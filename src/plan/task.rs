//! Single-task state within an execution plan.

use serde::{Deserialize, Serialize};

use crate::sse::TaskSeed;

/// Status of one task. Transitions are monotonic:
/// `Pending -> InProgress -> {Completed | Failed}`, never backward.
#[derive(Debug, Clone, Copy, PartialEq, Eq, Default, Serialize, Deserialize)]
#[serde(rename_all = "snake_case")]
pub enum TaskStatus {
    #[default]
    Pending,
    InProgress,
    Completed,
    Failed,
}

impl TaskStatus {
    /// Whether this status is a sink - no further transitions allowed.
    pub fn is_terminal(&self) -> bool {
        matches!(self, TaskStatus::Completed | TaskStatus::Failed)
    }
}

/// One step of an automation plan, owned by its [`TaskPlan`].
///
/// Mutation goes through [`start`], [`complete`] and [`fail`], which
/// enforce the monotonic status contract: once a task is terminal,
/// replayed or stale events for the same id are no-ops.
///
/// [`TaskPlan`]: crate::plan::TaskPlan
/// [`start`]: Task::start
/// [`complete`]: Task::complete
/// [`fail`]: Task::fail
#[derive(Debug, Clone, PartialEq, Serialize, Deserialize)]
pub struct Task {
    /// Backend-assigned id, unique within the plan
    pub id: String,
    /// Service the task targets (e.g. "jira")
    pub service: String,
    /// Action name (e.g. "create_issue")
    pub action: String,
    /// Human-readable description
    pub description: String,
    /// Ids of tasks this one depends on (display metadata)
    #[serde(default)]
    pub depends_on: Vec<String>,
    pub status: TaskStatus,
    /// Present iff the task completed
    #[serde(default, skip_serializing_if = "Option::is_none")]
    pub result: Option<String>,
    /// Present iff the task failed
    #[serde(default, skip_serializing_if = "Option::is_none")]
    pub error: Option<String>,
}

impl Task {
    /// Build a pending task from a `plan` event announcement.
    pub fn from_seed(seed: TaskSeed) -> Self {
        Self {
            id: seed.id,
            service: seed.service,
            action: seed.action,
            description: seed.description,
            depends_on: seed.depends_on,
            status: TaskStatus::Pending,
            result: None,
            error: None,
        }
    }

    /// Build an in-progress task for a `task_started` event whose id was
    /// never announced. Missing display fields get placeholders.
    pub fn unplanned(
        id: String,
        service: Option<String>,
        action: Option<String>,
        description: Option<String>,
    ) -> Self {
        let description =
            description.unwrap_or_else(|| format!("Task {}", id));
        Self {
            id,
            service: service.unwrap_or_else(|| "unknown".to_string()),
            action: action.unwrap_or_else(|| "unknown".to_string()),
            description,
            depends_on: Vec::new(),
            status: TaskStatus::InProgress,
            result: None,
            error: None,
        }
    }

    /// Mark the task running. No-op once terminal.
    pub fn start(&mut self) {
        if !self.status.is_terminal() {
            self.status = TaskStatus::InProgress;
        }
    }

    /// Mark the task completed with its result. No-op once terminal, so a
    /// duplicate delivery leaves the task byte-for-byte unchanged.
    pub fn complete(&mut self, result: Option<String>) {
        if self.status.is_terminal() {
            return;
        }
        self.status = TaskStatus::Completed;
        self.result = result;
    }

    /// Mark the task failed with its error. No-op once terminal.
    pub fn fail(&mut self, error: Option<String>) {
        if self.status.is_terminal() {
            return;
        }
        self.status = TaskStatus::Failed;
        self.error = error;
    }
}
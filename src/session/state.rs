//! Session lifecycle states.

/// Lifecycle of one stream session.
///
/// `Idle -> Connecting -> Streaming -> {Completed | Failed | Cancelled}`.
/// Terminal states are sinks; a session is single-use and never restarts.
#[derive(Debug, Clone, Copy, PartialEq, Eq)]
pub enum SessionState {
    /// Created, request not yet issued
    Idle,
    /// Request sent, waiting for the response head
    Connecting,
    /// Response open, events flowing
    Streaming,
    /// Terminal: a `complete` event arrived (or EOF fallback)
    Completed,
    /// Terminal: transport failure or backend `error` event
    Failed,
    /// Terminal: the caller invoked the cancel handle
    Cancelled,
}

impl SessionState {
    /// Whether this state is a sink.
    pub fn is_terminal(&self) -> bool {
        matches!(
            self,
            SessionState::Completed | SessionState::Failed | SessionState::Cancelled
        )
    }

    /// Whether the machine permits moving from `self` to `next`.
    pub fn can_transition_to(&self, next: SessionState) -> bool {
        use SessionState::*;
        match (self, next) {
            (Idle, Connecting) => true,
            (Connecting, Streaming) => true,
            (Connecting, Failed) | (Connecting, Cancelled) => true,
            (Streaming, Completed) | (Streaming, Failed) | (Streaming, Cancelled) => true,
            _ => false,
        }
    }
}

impl std::fmt::Display for SessionState {
    fn fmt(&self, f: &mut std::fmt::Formatter<'_>) -> std::fmt::Result {
        let name = match self {
            SessionState::Idle => "idle",
            SessionState::Connecting => "connecting",
            SessionState::Streaming => "streaming",
            SessionState::Completed => "completed",
            SessionState::Failed => "failed",
            SessionState::Cancelled => "cancelled",
        };
        write!(f, "{}", name)
    }
}
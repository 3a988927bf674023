//! The task-plan state machine.
//!
//! [`TaskPlan`] folds decoded [`StreamEvent`]s into a render-ready view of
//! the in-flight automation: the ordered task list, a narration line, and
//! a pointer to the task currently running. The fold is deliberately
//! forgiving - duplicate, late, or unknown-id events can never corrupt it.

use serde::{Deserialize, Serialize};
use tracing::debug;

use crate::models::AssistantReply;
use crate::plan::task::{Task, TaskStatus};
use crate::sse::StreamEvent;

/// Result of applying one event to the plan.
#[derive(Debug, Clone, PartialEq)]
pub enum Applied {
    /// The plan was (possibly) mutated; the session continues.
    Progress,
    /// A `complete` event arrived; the plan is cleared and done.
    Completed(AssistantReply),
    /// An `error` event arrived; the plan is cleared, narration attached.
    Failed(String),
}

/// Aggregate view of one stream session's automation plan.
///
/// Created empty when the session starts, populated by the first `plan`
/// event, mutated in place by `task_*` events, and cleared by a terminal
/// event. Counters are recomputed from the task list on every read so
/// they cannot drift from the tasks they describe.
#[derive(Debug, Clone, Default, PartialEq, Serialize, Deserialize)]
pub struct TaskPlan {
    tasks: Vec<Task>,
    status: String,
    current_task_id: Option<String>,
}

impl TaskPlan {
    /// Create an empty plan.
    pub fn new() -> Self {
        Self::default()
    }

    /// The ordered task list. Order is insertion order: the `plan` event's
    /// announcement order, with self-healed tasks appended at the end.
    pub fn tasks(&self) -> &[Task] {
        &self.tasks
    }

    /// The latest progress narration (last writer wins).
    pub fn status(&self) -> &str {
        &self.status
    }

    pub fn total(&self) -> usize {
        self.tasks.len()
    }

    pub fn completed_count(&self) -> usize {
        self.tasks
            .iter()
            .filter(|t| t.status == TaskStatus::Completed)
            .count()
    }

    pub fn failed_count(&self) -> usize {
        self.tasks
            .iter()
            .filter(|t| t.status == TaskStatus::Failed)
            .count()
    }

    /// Id of the task last reported as running, if any.
    pub fn current_task_id(&self) -> Option<&str> {
        self.current_task_id.as_deref()
    }

    /// Resolve the current task by id. The pointer is a key, not a
    /// reference: if the task is gone the lookup just misses.
    pub fn current_task(&self) -> Option<&Task> {
        let id = self.current_task_id.as_deref()?;
        self.tasks.iter().find(|t| t.id == id)
    }

    pub fn is_empty(&self) -> bool {
        self.tasks.is_empty()
    }

    /// Fold one event into the plan.
    ///
    /// Terminal events (`complete`, `error`) clear the plan and hand back
    /// the finalized outcome; everything else returns [`Applied::Progress`].
    pub fn apply(&mut self, event: StreamEvent) -> Applied {
        match event {
            StreamEvent::Planning { message } => {
                self.status = message.unwrap_or_else(|| "Planning tasks...".to_string());
                Applied::Progress
            }
            StreamEvent::Plan { tasks } => {
                if !self.tasks.is_empty() {
                    // The plan is announced once; a repeat is a stale signal.
                    debug!("ignoring duplicate plan event");
                    return Applied::Progress;
                }
                self.tasks = tasks.into_iter().map(Task::from_seed).collect();
                self.status = format!("Executing {} task(s)...", self.tasks.len());
                Applied::Progress
            }
            StreamEvent::TaskStarted {
                task_id,
                service,
                action,
                description,
            } => {
                match self.tasks.iter_mut().find(|t| t.id == task_id) {
                    Some(task) => task.start(),
                    None => {
                        // An unannounced task (dynamically discovered
                        // sub-step): grow the plan instead of erroring.
                        self.tasks
                            .push(Task::unplanned(task_id.clone(), service, action, description));
                    }
                }
                if let Some(task) = self.tasks.iter().find(|t| t.id == task_id) {
                    self.status = format!("Executing: {}", task.description);
                }
                self.current_task_id = Some(task_id);
                Applied::Progress
            }
            StreamEvent::TaskCompleted { task_id, result } => {
                match self.tasks.iter_mut().find(|t| t.id == task_id) {
                    Some(task) => task.complete(result),
                    // Completion without an observed start is a stale or
                    // duplicate signal; dropping it is safe.
                    None => debug!(task_id = %task_id, "ignoring completion for unknown task"),
                }
                Applied::Progress
            }
            StreamEvent::TaskFailed { task_id, error } => {
                match self.tasks.iter_mut().find(|t| t.id == task_id) {
                    Some(task) => task.fail(error),
                    None => debug!(task_id = %task_id, "ignoring failure for unknown task"),
                }
                Applied::Progress
            }
            StreamEvent::Complete {
                message,
                actions_taken,
            } => {
                self.clear();
                let text = message.unwrap_or_else(|| "All tasks completed.".to_string());
                Applied::Completed(AssistantReply::new(text, actions_taken))
            }
            StreamEvent::Error { message } => {
                self.clear();
                Applied::Failed(message.unwrap_or_else(|| "Task execution failed.".to_string()))
            }
        }
    }

    fn clear(&mut self) {
        self.tasks.clear();
        self.status.clear();
        self.current_task_id = None;
    }
}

━━━━━━

### [BRIEF]
Using the entries above, return each line in which the word "unplanned" occurs.

### [RESULT OF THIS EXERCISE]
    pub fn unplanned(
                            .push(Task::unplanned(task_id.clone(), service, action, description));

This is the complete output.